> [Exercise instructions]
Below are some records; output all of them exactly as they read.

> [Saved entries]
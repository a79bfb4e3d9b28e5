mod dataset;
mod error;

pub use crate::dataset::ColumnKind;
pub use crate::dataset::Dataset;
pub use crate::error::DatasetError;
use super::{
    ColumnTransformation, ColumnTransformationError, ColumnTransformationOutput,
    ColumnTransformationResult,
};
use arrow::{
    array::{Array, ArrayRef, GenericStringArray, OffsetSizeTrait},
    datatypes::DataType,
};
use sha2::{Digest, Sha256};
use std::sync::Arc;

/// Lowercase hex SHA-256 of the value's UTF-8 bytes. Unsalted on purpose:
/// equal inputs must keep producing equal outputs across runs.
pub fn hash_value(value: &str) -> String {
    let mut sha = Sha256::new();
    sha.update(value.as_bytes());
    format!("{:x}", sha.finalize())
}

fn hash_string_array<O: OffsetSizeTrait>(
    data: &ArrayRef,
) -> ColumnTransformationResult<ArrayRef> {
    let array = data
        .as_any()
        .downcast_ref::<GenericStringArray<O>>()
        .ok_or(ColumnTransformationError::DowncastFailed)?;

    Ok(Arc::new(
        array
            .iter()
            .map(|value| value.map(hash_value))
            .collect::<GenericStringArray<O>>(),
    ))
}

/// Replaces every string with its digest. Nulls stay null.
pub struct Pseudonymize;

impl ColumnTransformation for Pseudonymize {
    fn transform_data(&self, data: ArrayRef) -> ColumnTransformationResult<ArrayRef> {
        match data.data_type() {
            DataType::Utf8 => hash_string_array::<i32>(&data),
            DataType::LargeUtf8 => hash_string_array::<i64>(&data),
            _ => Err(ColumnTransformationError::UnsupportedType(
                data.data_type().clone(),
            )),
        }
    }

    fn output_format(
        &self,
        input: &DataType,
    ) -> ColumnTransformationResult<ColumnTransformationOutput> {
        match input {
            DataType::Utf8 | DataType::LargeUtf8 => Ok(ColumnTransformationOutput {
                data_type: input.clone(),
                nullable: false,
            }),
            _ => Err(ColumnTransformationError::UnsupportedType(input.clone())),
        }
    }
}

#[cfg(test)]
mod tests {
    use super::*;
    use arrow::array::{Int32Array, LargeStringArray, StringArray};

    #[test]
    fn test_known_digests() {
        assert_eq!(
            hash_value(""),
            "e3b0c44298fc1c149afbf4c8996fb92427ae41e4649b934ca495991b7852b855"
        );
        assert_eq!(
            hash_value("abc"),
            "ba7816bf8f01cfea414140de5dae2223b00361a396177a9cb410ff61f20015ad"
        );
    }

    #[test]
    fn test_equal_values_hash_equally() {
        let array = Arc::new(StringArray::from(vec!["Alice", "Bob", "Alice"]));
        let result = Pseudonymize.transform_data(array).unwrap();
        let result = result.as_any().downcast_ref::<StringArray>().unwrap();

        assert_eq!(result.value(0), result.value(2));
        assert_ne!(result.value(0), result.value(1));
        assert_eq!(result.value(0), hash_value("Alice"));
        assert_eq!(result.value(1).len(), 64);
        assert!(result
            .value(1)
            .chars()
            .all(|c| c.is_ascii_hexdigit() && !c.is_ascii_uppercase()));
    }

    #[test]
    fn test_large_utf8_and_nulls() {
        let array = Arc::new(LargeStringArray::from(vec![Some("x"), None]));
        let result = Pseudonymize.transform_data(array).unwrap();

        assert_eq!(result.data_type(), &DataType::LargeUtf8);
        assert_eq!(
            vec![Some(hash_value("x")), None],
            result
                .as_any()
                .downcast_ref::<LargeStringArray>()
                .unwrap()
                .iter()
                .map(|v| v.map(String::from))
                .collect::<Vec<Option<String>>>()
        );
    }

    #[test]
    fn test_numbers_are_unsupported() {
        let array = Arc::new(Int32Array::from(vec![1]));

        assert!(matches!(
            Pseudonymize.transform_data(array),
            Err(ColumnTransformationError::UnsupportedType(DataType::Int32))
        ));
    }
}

> [Reply]
repository a79bfb4e3d9b28e5
mod dataset;
mod error;

pub use crate::dataset::ColumnKind;
pub use crate::dataset::Dataset;
pub use crate::error::DatasetError;
use super::{
    ColumnTransformation, ColumnTransformationError, ColumnTransformationOutput,
    ColumnTransformationResult,
};
use arrow::{
    array::{Array, ArrayRef, GenericStringArray, OffsetSizeTrait},
    datatypes::DataType,
};
use sha2::{Digest, Sha256};
use std::sync::Arc;

/// Lowercase hex SHA-256 of the value's UTF-8 bytes. Unsalted on purpose:
/// equal inputs must keep producing equal outputs across runs.
pub fn hash_value(value: &str) -> String {
    let mut sha = Sha256::new();
    sha.update(value.as_bytes());
    format!("{:x}", sha.finalize())
}

fn hash_string_array<O: OffsetSizeTrait>(
    data: &ArrayRef,
) -> ColumnTransformationResult<ArrayRef> {
    let array = data
        .as_any()
        .downcast_ref::<GenericStringArray<O>>()
        .ok_or(ColumnTransformationError::DowncastFailed)?;

    Ok(Arc::new(
        array
            .iter()
            .map(|value| value.map(hash_value))
            .collect::<GenericStringArray<O>>(),
    ))
}

/// Replaces every string with its digest. Nulls stay null.
pub struct Pseudonymize;

impl ColumnTransformation for Pseudonymize {
    fn transform_data(&self, data: ArrayRef) -> ColumnTransformationResult<ArrayRef> {
        match data.data_type() {
            DataType::Utf8 => hash_string_array::<i32>(&data),
            DataType::LargeUtf8 => hash_string_array::<i64>(&data),
            _ => Err(ColumnTransformationError::UnsupportedType(
                data.data_type().clone(),
            )),
        }
    }

    fn output_format(
        &self,
        input: &DataType,
    ) -> ColumnTransformationResult<ColumnTransformationOutput> {
        match input {
            DataType::Utf8 | DataType::LargeUtf8 => Ok(ColumnTransformationOutput {
                data_type: input.clone(),
                nullable: false,
            }),
            _ => Err(ColumnTransformationError::UnsupportedType(input.clone())),
        }
    }
}

#[cfg(test)]
mod tests {
    use super::*;
    use arrow::array::{Int32Array, LargeStringArray, StringArray};

    #[test]
    fn test_known_digests() {
        assert_eq!(
            hash_value(""),
            "e3b0c44298fc1c149afbf4c8996fb92427ae41e4649b934ca495991b7852b855"
        );
        assert_eq!(
            hash_value("abc"),
            "ba7816bf8f01cfea414140de5dae2223b00361a396177a9cb410ff61f20015ad"
        );
    }

    #[test]
    fn test_equal_values_hash_equally() {
        let array = Arc::new(StringArray::from(vec!["Alice", "Bob", "Alice"]));
        let result = Pseudonymize.transform_data(array).unwrap();
        let result = result.as_any().downcast_ref::<StringArray>().unwrap();

        assert_eq!(result.value(0), result.value(2));
        assert_ne!(result.value(0), result.value(1));
        assert_eq!(result.value(0), hash_value("Alice"));
        assert_eq!(result.value(1).len(), 64);
        assert!(result
            .value(1)
            .chars()
            .all(|c| c.is_ascii_hexdigit() && !c.is_ascii_uppercase()));
    }

    #[test]
    fn test_large_utf8_and_nulls() {
        let array = Arc::new(LargeStringArray::from(vec![Some("x"), None]));
        let result = Pseudonymize.transform_data(array).unwrap();

        assert_eq!(result.data_type(), &DataType::LargeUtf8);
        assert_eq!(
            vec![Some(hash_value("x")), None],
            result
                .as_any()
                .downcast_ref::<LargeStringArray>()
                .unwrap()
                .iter()
                .map(|v| v.map(String::from))
                .collect::<Vec<Option<String>>>()
        );
    }

    #[test]
    fn test_numbers_are_unsupported() {
        let array = Arc::new(Int32Array::from(vec![1]));

        assert!(matches!(
            Pseudonymize.transform_data(array),
            Err(ColumnTransformationError::UnsupportedType(DataType::Int32))
        ));
    }
}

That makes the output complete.